After I've read the articles, it's clear to me that this project is very costly, that many researchers are engaged in it and that it concerns some questions that physicians consider to be of importance. But I get the feeling that there must be some technical use, to which these results can be applied. It just has to. Why do I have that hunch? Aren't the fundamental questions of physics essential enough to initiate grand research projects? I guess I am thinking about the relation between military interests & the development of space programs. The splitting of atoms and all the things that this made possible. Is it just my lack of knowledge of physics that makes me suspicious of the objectives of the research project in question?
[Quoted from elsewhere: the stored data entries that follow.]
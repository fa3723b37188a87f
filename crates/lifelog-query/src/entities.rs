//! Heuristic entity extraction shared by the preprocessor, the classifier and
//! the decomposer.

use regex::Regex;
use serde::Serialize;
use std::sync::LazyLock;

use lifelog_core::text::{fold_case, raw_tokens};

static RE_CAPITALIZED: LazyLock<Option<Regex>> =
    LazyLock::new(|| Regex::new(r"\b[A-Z][a-z]+(?:[ \t]+[A-Z][a-z]+)*\b").ok());

static RE_ACTION: LazyLock<Option<Regex>> = LazyLock::new(|| {
    Regex::new(
        r"(?i)\b(decided|agreed|discussed|planned|promised|scheduled|assigned|committed|bought|ordered|ate|met|called|emailed|texted|talked|said|mentioned|asked|told|finished|started|completed|reviewed|need(?:s|ed)? to|have to|has to|should|will|going to|follow(?:ed)? up)\b",
    )
    .ok()
});

/// Capitalized words that are never people.
const NOT_PEOPLE: &[&str] = &[
    "i", "i'm", "i've", "me", "my", "we", "you", "he", "she", "they", "it", "what", "when", "where", "who", "why",
    "how", "which", "did", "do", "does", "can", "could", "should", "would", "show", "find", "tell", "list", "give",
    "get", "search", "summarize", "the", "a", "an", "and", "or", "but", "also", "then", "is", "was", "are", "were",
    "monday", "tuesday", "wednesday", "thursday", "friday", "saturday", "sunday", "january", "february", "march",
    "april", "may", "june", "july", "august", "september", "october", "november", "december", "today", "yesterday",
    "tomorrow", "last", "this", "next", "please", "any", "all", "not",
];

/// Fixed topic vocabulary.
pub const TOPICS: &[&str] = &[
    "budget", "finance", "project", "meeting", "hiring", "interview", "design", "product", "marketing", "sales",
    "roadmap", "launch", "release", "deadline", "strategy", "health", "fitness", "workout", "doctor", "travel",
    "trip", "family", "kids", "school", "food", "lunch", "dinner", "restaurant", "coffee", "shopping", "money",
    "investment", "career", "feedback", "performance", "goals", "ideas", "research", "code", "bug", "customer",
    "contract", "team",
];

#[derive(Debug, Clone, Default, PartialEq, Eq, Serialize)]
pub struct QueryEntities {
    pub people: Vec<String>,
    pub topics: Vec<String>,
    pub actions: Vec<String>,
}

impl QueryEntities {
    pub fn extract(query: &str) -> Self {
        Self { people: people(query), topics: topics(query), actions: actions(query) }
    }

    pub fn is_empty(&self) -> bool {
        self.people.is_empty() && self.topics.is_empty() && self.actions.is_empty()
    }
}

/// Runs of capitalized words with stop-listed words trimmed off. Single
/// words qualify too; the leading word of the query is kept only when it is
/// part of a longer run, since sentence case capitalizes it anyway.
pub fn people(query: &str) -> Vec<String> {
    let Some(re) = RE_CAPITALIZED.as_ref() else { return Vec::new() };
    let offset = query.len() - query.trim_start().len();
    let mut out: Vec<String> = Vec::new();
    for m in re.find_iter(query) {
        let words: Vec<&str> =
            m.as_str().split_whitespace().filter(|w| !NOT_PEOPLE.contains(&fold_case(w).as_str())).collect();
        if words.is_empty() || (m.start() == offset && words.len() == 1 && m.as_str().split_whitespace().count() == 1) {
            continue;
        }
        let name = words.join(" ");
        if !out.contains(&name) {
            out.push(name);
        }
    }
    out
}

pub fn topics(query: &str) -> Vec<String> {
    let mut out: Vec<String> = Vec::new();
    for token in raw_tokens(query) {
        let singular = token.strip_suffix('s').filter(|s| TOPICS.contains(s)).unwrap_or(token.as_str());
        if TOPICS.contains(&singular) && !out.iter().any(|t| t == singular) {
            out.push(singular.to_string());
        }
    }
    out
}

pub fn actions(query: &str) -> Vec<String> {
    let Some(re) = RE_ACTION.as_ref() else { return Vec::new() };
    let mut out: Vec<String> = Vec::new();
    for m in re.find_iter(query) {
        let action = fold_case(m.as_str()).split_whitespace().collect::<Vec<_>>().join(" ");
        if !out.contains(&action) {
            out.push(action);
        }
    }
    out
}

#[cfg(test)]
mod tests {
    use super::*;

    #[test]
    fn people_skip_sentence_start_and_calendar_words() {
        assert_eq!(people("What did Sarah Chen say on Monday"), vec!["Sarah Chen"]);
        assert_eq!(people("Budget notes from Tom"), vec!["Tom"]);
        assert_eq!(people("Dana mentioned the launch"), Vec::<String>::new());
    }

    #[test]
    fn topics_match_plural_forms() {
        assert_eq!(topics("any meetings about the budget"), vec!["meeting", "budget"]);
    }

    #[test]
    fn actions_are_folded_and_unique() {
        assert_eq!(actions("We Decided to ship; Tom decided later and I need to follow up"), vec![
            "decided",
            "need to",
            "follow up"
        ]);
    }
}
This article from The Telegraph makes it is extremely difficult, as a reader, to get a clear picture of what is driving the project onwards, what is really of importanc here. One certainly gets a picture of the "large hadron collider", a particle accelerator situated in a tunnel, where some of the experiments take place; the article conjures up a futuristic, sci-fi montage of arcane technology and arcane interests, of which ordinary people understand little, but still it's very admirable, very grand. Why all this admiration? The journalist tries his best to make physics appear like something quite ordinary, like baking cookies. The tone is dramatic, it's all about "unlocking the mysteries of the universe", but at the same time he tries to capture something of the ordinary life at the laboratory. I like the latter aspect, and wish there were more articles focusing on that aspect of science. The drudgery at the lab, which not always will lead to the unlocking of the mysteries of the universe (I haven't read Bruno Latour's writings on the everyday work at the lab (Laboratory life), but I should - his take on science seems fairly interesting, and fairly sound).
I'm at Cern (the European Organisation for Nuclear Research), and I'm in this tunnel to look at a long metal tube, a particle acclerator known as the Large Hadron Collider (LHC), the most complex piece of machinery ever built.
Most complex...? Then it must be some serious shit going on there, but what kind? (My associations drift towards rhetorics during the cold war, science and politics) Of course, there are two things here, the rhetorics of journalism - "NEWS! NEWS! NEWS!" and the way "sheer curiosity" or "senseless indulgence" or hidden intentions may worm their way into science (Hannah Arendt talks a bit about the latter dimension, I think).
“For me,” Dr. Gianotti said, “it would be a dream if, finally, in a couple of years in a laboratory we are going to produce the particle responsible for 25 percent of the universe.”
Without either the knowledge of paradigms of physics theories or the practical dimension of application, this quote (from the New York Times article referred to above), for me, means absolutely nothing. "The payoff for this investment, physicists say, could be a new understanding of one of the most fundamental of aspects of reality, namely the nature of mass." Fundamental aspects of reality? I don't think so, at least not if 'reality' is understood separately from the concepts used in the theory of physics. My only point is: there is a certain grandiose tone in many of the acticles discussing scientific experiments that seems to have nothing to do with physics itself, nor its application. Am I wrong?
PS: It was at Cern that the World Wide Web was developed.